By Haruna Gimba
World leaders met in Geneva, Switzerland, on Friday at the Global Health Summit, co-hosted by the European Commission and Italy, to adopt an agenda to overcome the COVID-19 pandemic, an official statement said.
The leaders will develop and endorse a Rome Declaration of principles at a time when the virus is surging and spreading uncontrollably in many parts of the world.
“With nine people losing their lives to COVID-19 every minute, and as the risk of even more transmissible and dangerous variants increases, the Global Health Summit comes at a critical juncture. The future of the pandemic is in the hands of the G20 leaders,” the statement said.
The ACT-Accelerator was launched just over a year ago in response to the G20’s call for a global mechanism to accelerate the development of tests, treatments and vaccines and to ensure their equitable distribution.
Hosted by the World Health Organisation, the ACT-Accelerator offers the only end-to-end multilateral solution to speeding up an end to the acute phase of the COVID-19 pandemic.
“The ACT-Accelerator welcomes the commitments made at the Global Health Summit and will work with countries to operationalise rapidly these pledges, both financial and – crucially – for over 100 million doses of scarce vaccine. Current financial commitments are reflected in the ACT Accelerator interactive funding tracker. However, a significant funding gap remains.”
Speeding up an end to the pandemic through the ACT-Accelerator would cost less than one per cent of what governments are spending on stimulus packages to treat the consequences of the pandemic.
As the economic and social costs of the pandemic continue to escalate, the case for global solidarity grows even stronger. The world now needs the G20 to ACT.
“The Rome Declaration, released at the end of the Summit, reaffirmed leaders’ support for the ACT-Accelerator and underlined the necessity to share the financial burden and close the funding gap, in order for the ACT Accelerator to fulfil its mandate for the equitable allocation and delivery of tests, treatments and vaccines to defeat the pandemic,” the group said.
Of vital importance, the group also emphasised its support for global sharing of vaccine doses approved for emergency use by the World Health Organisation and through COVAX.

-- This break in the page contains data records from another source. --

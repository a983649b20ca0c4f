use crate::error::{FeaturePipelineError, Result};
use crate::utils::stats;
use serde::{Deserialize, Serialize};

/// Regression scores for one partition
#[derive(Debug, Clone, PartialEq, Serialize, Deserialize)]
pub struct RegressionMetrics {
    pub mse: f64,
    pub rmse: f64,
    pub mae: f64,
    /// Coefficient of determination; NaN when the observed values are constant
    pub r2: f64,
    /// Pearson correlation between observed and predicted values
    pub ic: f64,
    pub n_samples: usize,
}

impl RegressionMetrics {
    pub fn calculate(y_true: &[f64], y_pred: &[f64]) -> Result<Self> {
        if y_true.len() != y_pred.len() {
            return Err(FeaturePipelineError::InvalidParameter(format!(
                "Observed ({}) and predicted ({}) lengths differ",
                y_true.len(),
                y_pred.len()
            )));
        }
        if y_true.is_empty() {
            return Err(FeaturePipelineError::InvalidParameter(
                "Cannot score an empty partition".to_string(),
            ));
        }

        let mse = mean_squared_error(y_true, y_pred);
        Ok(Self {
            mse,
            rmse: mse.sqrt(),
            mae: mean_absolute_error(y_true, y_pred),
            r2: r_squared(y_true, y_pred),
            ic: stats::pearson(y_true, y_pred),
            n_samples: y_true.len(),
        })
    }
}

pub fn mean_squared_error(y_true: &[f64], y_pred: &[f64]) -> f64 {
    y_true
        .iter()
        .zip(y_pred)
        .map(|(t, p)| (t - p).powi(2))
        .sum::<f64>()
        / y_true.len() as f64
}

pub fn mean_absolute_error(y_true: &[f64], y_pred: &[f64]) -> f64 {
    y_true
        .iter()
        .zip(y_pred)
        .map(|(t, p)| (t - p).abs())
        .sum::<f64>()
        / y_true.len() as f64
}

/// R² = 1 - SS_res / SS_tot
pub fn r_squared(y_true: &[f64], y_pred: &[f64]) -> f64 {
    let mean = stats::mean(y_true);
    let ss_tot: f64 = y_true.iter().map(|t| (t - mean).powi(2)).sum();
    let ss_res: f64 = y_true.iter().zip(y_pred).map(|(t, p)| (t - p).powi(2)).sum();
    if ss_tot == 0.0 {
        return f64::NAN;
    }
    1.0 - ss_res / ss_tot
}

#[cfg(test)]
mod tests {
    use super::*;

    #[test]
    fn test_known_values() {
        let y_true = [3.0, -0.5, 2.0, 7.0];
        let y_pred = [2.5, 0.0, 2.0, 8.0];
        let m = RegressionMetrics::calculate(&y_true, &y_pred).unwrap();

        assert!((m.mse - 0.375).abs() < 1e-12);
        assert!((m.mae - 0.5).abs() < 1e-12);
        assert!((m.rmse - 0.375f64.sqrt()).abs() < 1e-12);
        // sklearn reference value for this pair
        assert!((m.r2 - 0.948_608_137_044_967_9).abs() < 1e-9);
        assert_eq!(m.n_samples, 4);
    }

    #[test]
    fn test_length_mismatch() {
        assert!(RegressionMetrics::calculate(&[1.0, 2.0], &[1.0]).is_err());
        assert!(RegressionMetrics::calculate(&[], &[]).is_err());
    }
}
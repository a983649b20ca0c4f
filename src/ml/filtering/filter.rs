use super::correlation::{CorrelationMatrix, CorrelationMethod};
use crate::error::{FeaturePipelineError, Result};
use crate::table::FeatureTable;
use crate::utils::stats;

/// Two-threshold correlation filter
pub struct FeatureSelector {
    min_target_correlation: f64,
    max_feature_correlation: f64,
}

impl FeatureSelector {
    /// `min_target_correlation` in [0, 1), `max_feature_correlation` in (0, 1].
    pub fn new(min_target_correlation: f64, max_feature_correlation: f64) -> Result<Self> {
        if !(0.0..1.0).contains(&min_target_correlation) {
            return Err(FeaturePipelineError::InvalidParameter(format!(
                "Minimum target correlation must be in [0, 1), got {}",
                min_target_correlation
            )));
        }
        if !(max_feature_correlation > 0.0 && max_feature_correlation <= 1.0) {
            return Err(FeaturePipelineError::InvalidParameter(format!(
                "Maximum feature correlation must be in (0, 1], got {}",
                max_feature_correlation
            )));
        }
        Ok(Self {
            min_target_correlation,
            max_feature_correlation,
        })
    }

    /// Keep columns relevant to `target` and drop later duplicates of earlier ones.
    pub fn select(&self, table: &FeatureTable, target: &str) -> Result<SelectionOutcome> {
        let target_values = table.column(target)?;

        // Step 1: Pearson against the target. NaN never compares below the threshold.
        let mut relevant = Vec::new();
        let mut dropped_low_target = Vec::new();
        for (name, values) in table.columns()? {
            if name == target {
                continue;
            }
            let corr = stats::pearson(&values, &target_values);
            if corr.abs() < self.min_target_correlation {
                dropped_low_target.push(name);
            } else {
                relevant.push(name);
            }
        }

        // Step 2: Spearman among the survivors, target excluded
        let matrix = CorrelationMatrix::compute(&table.select(&relevant)?, CorrelationMethod::Spearman)?;

        // Step 3: strictly upper triangle; the later column of an offending pair goes
        let n = matrix.len();
        let mut redundant = vec![false; n];
        for j in 0..n {
            for i in 0..j {
                if matrix.get(i, j).abs() > self.max_feature_correlation {
                    redundant[j] = true;
                    break;
                }
            }
        }

        let mut selected = vec![target.to_string()];
        let mut dropped_redundant = Vec::new();
        for (name, is_redundant) in relevant.into_iter().zip(redundant) {
            if is_redundant {
                dropped_redundant.push(name);
            } else {
                selected.push(name);
            }
        }

        log::info!(
            "Selected {} of {} features ({} below target threshold, {} redundant)",
            selected.len() - 1,
            table.width() - 1,
            dropped_low_target.len(),
            dropped_redundant.len()
        );

        Ok(SelectionOutcome {
            table: table.select(&selected)?,
            dropped_low_target,
            dropped_redundant,
        })
    }
}

#[derive(Debug, Clone)]
pub struct SelectionOutcome {
    /// Target first, then surviving features in input order
    pub table: FeatureTable,
    pub dropped_low_target: Vec<String>,
    pub dropped_redundant: Vec<String>,
}
use super::base::DataSplitter;
use super::types::SplitResult;
use crate::config::SplitSection;
use crate::error::{FeaturePipelineError, Result};
use crate::table::FeatureTable;

/// Positional split: leading rows train, trailing rows validate. No shuffling.
pub struct ChronologicalSplitter {
    train_fraction: f64,
}

impl ChronologicalSplitter {
    pub fn new(train_fraction: f64) -> Self {
        Self { train_fraction }
    }

    pub fn from_config(config: &SplitSection) -> Self {
        Self::new(config.train_fraction)
    }

    pub fn train_fraction(&self) -> f64 {
        self.train_fraction
    }
}

/// Number of training rows, `floor(fraction * total)`, for a split that leaves
/// both partitions non-empty.
pub fn train_rows(total_rows: usize, fraction: f64) -> Result<usize> {
    if !(fraction > 0.0 && fraction < 1.0) {
        return Err(FeaturePipelineError::InvalidParameter(format!(
            "Split fraction must be in (0, 1), got {}",
            fraction
        )));
    }
    if total_rows < 2 {
        return Err(FeaturePipelineError::InvalidParameter(format!(
            "Need at least 2 rows to split, got {}",
            total_rows
        )));
    }

    let rows = (total_rows as f64 * fraction).floor() as usize;
    if rows == 0 || rows >= total_rows {
        return Err(FeaturePipelineError::InvalidParameter(format!(
            "Invalid split: {} of {} rows leaves an empty partition",
            rows, total_rows
        )));
    }
    Ok(rows)
}

impl DataSplitter for ChronologicalSplitter {
    fn split(&self, data: &FeatureTable, target: &str) -> Result<SplitResult> {
        let total_rows = data.height();
        let is_rows = train_rows(total_rows, self.train_fraction)?;
        data.require_column(target)?;

        let train = data.slice_rows(0, is_rows);
        let validation = data.slice_rows(is_rows, total_rows - is_rows);
        let target_name = [target.to_string()];

        log::debug!(
            "Split {} rows into {} train / {} validation",
            total_rows,
            is_rows,
            total_rows - is_rows
        );

        Ok(SplitResult {
            train_x: train.drop_columns(&target_name)?,
            train_y: train.select(&target_name)?,
            val_x: validation.drop_columns(&target_name)?,
            val_y: validation.select(&target_name)?,
        })
    }
}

Carl Bildt, Special Envoy for the ACT-Accelerator and former Prime Minister of Sweden, said: “Today’s commitments are welcome – but more action is needed now, not in weeks or months, to change the course of the pandemic.”
“While some countries have moved beyond just words, by donating vaccines and pledging to fully finance the ACT-Accelerator, further action is needed from G20 and G7 leaders if we are to stop this virus from spreading and mutating further. We all have substantial work ahead of us,” Bildt added.
The Director-General of WHO, Dr Tedros Adhanom Ghebreyesus, said: “We now have an opportunity to fix the global imbalance. First, we need to close the 18.5 billion US dollar funding gap for the ACT Accelerator. Second, we need countries to donate tens of millions of doses of vaccines immediately through COVAX – which is the agreed global mechanism for distributing vaccines.”
“We welcome the generous announcements made today; in the coming weeks and months, we will need hundreds of millions more doses. We need companies to help make donations happen fast, and to give COVAX the first right of refusal on all uncommitted doses now, in 2021.
“Third, we must urgently and dramatically scale up production of all of these tools, through voluntary licensing, sharing technology and know-how, and waiving intellectual property rights.
“We are at a critical juncture. The creation of the ACT Accelerator represents a historic, forward-thinking effort based on the principles of solidarity and equity. Let’s seize the moment and finish the job we started.”
Today’s commitments come at a critical point in the pandemic. Only through concerted and rigorous testing to control virus spread, access to life-saving oxygen and dexamethasone to save lives, and vaccines to protect people – can bring this pandemic under control.
A massive disparity in access to tests, treatments and vaccines between the world’s richest and poorest countries is prolonging the pandemic in all parts of the world. Funding the work of the ACT-Accelerator now would speed up an end to the pandemic everywhere, the statement said.